To prevent duplicate findings in the list, active findings from the same check that was applied to more than one standard will be shown on one row by default, with Multiple listed as the standard name. Click the triangle next to the finding ID to expand and collapse the hidden rows that contain more details.
Click View all under Non-Compliant Checks to display all non-compliant checks, including the check name, the number of findings (both active and suppressed), and the date/time of the last scan. Use the arrow buttons on the top right to navigate through the pages of results. You can click on the check name to visit the detail page for the check.
Clicking the ellipsis menu on the right of a check gives you the options to:
- Clear Failed State. If a check displays a Failing tag, it means the check has failed three times and is no longer being scanned. Selecting Clear Failed State from the menu will remove the Failing status so that the check will resume scans. This option will only display if the check if failing.
- Rescan (run the check again on demand).
- View findings for the check.
- Edit check.
- Clone (create a new check using the current one as a template).
- Delete the check.
- View check details page.
The non-compliant standards section displays all non-compliant standards, which are compliance standards that contain checks that found non-compliance for one or more resources. This will only display standards with active findings.
The section includes the standard name, the number of findings (both active and suppressed), and the date/time of the last scan. Use the arrow buttons on the top right to navigate through the pages of results. You can click on the standard name to visit the detail page for the standard.
Clicking the ellipsis menu on the right of a standard gives you the options to:
- Rescan all checks (run the checks associated with this standard again on demand).

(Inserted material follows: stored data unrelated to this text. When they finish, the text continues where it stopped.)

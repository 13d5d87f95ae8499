//! Cycles present upstream but not yet persisted.

use crate::archive::ResolvedFile;
use crate::error::Result;
use crate::store::CycleStore;
use floatsync_common::{CycleNumber, EntityId};
use std::collections::{BTreeMap, BTreeSet};
use tracing::info;

/// `resolved - persisted`, keeping ascending cycle order.
pub fn compute_delta(
    resolved: &BTreeMap<CycleNumber, ResolvedFile>,
    persisted: &BTreeSet<CycleNumber>,
) -> BTreeMap<CycleNumber, ResolvedFile> {
    resolved
        .iter()
        .filter(|(cycle, _)| !persisted.contains(cycle))
        .map(|(cycle, file)| (*cycle, file.clone()))
        .collect()
}

/// Read the entity's persisted cycles once and subtract them.
pub async fn pending_cycles(
    store: &dyn CycleStore,
    entity: &EntityId,
    resolved: &BTreeMap<CycleNumber, ResolvedFile>,
) -> Result<BTreeMap<CycleNumber, ResolvedFile>> {
    let persisted = store.persisted_cycles(entity).await?;
    let pending = compute_delta(resolved, &persisted);

    info!(
        entity = %entity,
        available = resolved.len(),
        persisted = persisted.len(),
        pending = pending.len(),
        "Computed cycle delta"
    );
    Ok(pending)
}
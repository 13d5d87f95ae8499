//! Archive root resolution.
//!
//! Probes each candidate root in configured order and returns the first one
//! that answers HTTP 200 for the entity directory. Results are memoised for
//! the lifetime of the locator, which is one run.

use crate::archive::layout::EntityLayout;
use crate::error::{IngestError, Result};
use floatsync_common::EntityId;
use reqwest::{Client, StatusCode};
use std::collections::HashMap;
use std::time::Duration;
use tokio::sync::Mutex;
use tracing::{debug, info};

pub struct ArchiveLocator {
    client: Client,
    roots: Vec<String>,
    probe_timeout: Duration,
    resolved: Mutex<HashMap<EntityId, String>>,
}

impl ArchiveLocator {
    pub fn new(client: Client, roots: Vec<String>, probe_timeout: Duration) -> Self {
        Self {
            client,
            roots,
            probe_timeout,
            resolved: Mutex::new(HashMap::new()),
        }
    }

    /// Return the archive root hosting `entity`.
    pub async fn locate(&self, entity: &EntityId) -> Result<EntityLayout> {
        if let Some(root) = self.resolved.lock().await.get(entity) {
            return Ok(EntityLayout::new(root.clone(), entity.clone()));
        }

        for root in &self.roots {
            let layout = EntityLayout::new(root.clone(), entity.clone());
            if self.probe(&layout).await {
                info!(entity = %entity, root = %root, "Resolved archive root");
                self.resolved
                    .lock()
                    .await
                    .insert(entity.clone(), root.clone());
                return Ok(layout);
            }
        }

        Err(IngestError::NoArchiveFound {
            entity: entity.clone(),
        })
    }

    async fn probe(&self, layout: &EntityLayout) -> bool {
        let url = layout.entity_url();

        let response = match self
            .client
            .head(&url)
            .timeout(self.probe_timeout)
            .send()
            .await
        {
            Ok(resp) => resp,
            Err(e) => {
                debug!(url = %url, error = %e, "Archive probe failed");
                return false;
            },
        };

        // Some listing servers refuse HEAD; fall back to a GET on the same path.
        let status = if response.status() == StatusCode::METHOD_NOT_ALLOWED {
            match self
                .client
                .get(&url)
                .timeout(self.probe_timeout)
                .send()
                .await
            {
                Ok(resp) => resp.status(),
                Err(e) => {
                    debug!(url = %url, error = %e, "Archive probe failed");
                    return false;
                },
            }
        } else {
            response.status()
        };

        debug!(url = %url, status = status.as_u16(), "Archive probe");
        status == StatusCode::OK
    }
}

- View standard details page.
- View findings for the standard(within the compliance standard detail view).
- Edit standard.
- Delete standard.
Findings By Severity
Click on the count of findings for any severity to display a list of active findings with the Severity filter pre-applied to show the relevant results. This list includes the same information and options as the findings page, which is detailed under the "Total Active Findings" heading above.
Items With Active Findings
Click View non-compliant OUs to display all OUs with active findings, including the OU name, the number of active and suppressed findings, and the date/time of the last scan. Use the arrow buttons on the top right to navigate through the pages of results. You can click on the OU name or click Manage on the right of an OU to view the project's detail page. Click the active/suppressed finding badges for a list of findings.
Click View non-compliant projects to display all projects with active findings, including the project name, the number of active and suppressed findings, and the date/time of the last scan. Use the arrow buttons on the top right to navigate through the pages of results. You can click on the project name or click Manage on the right of a project to view the project's detail page.
The compliance trends graph shows the total number of findings over time. This visualization can be filtered to show daily active findings or cumulative active findings and can display up to six months of data.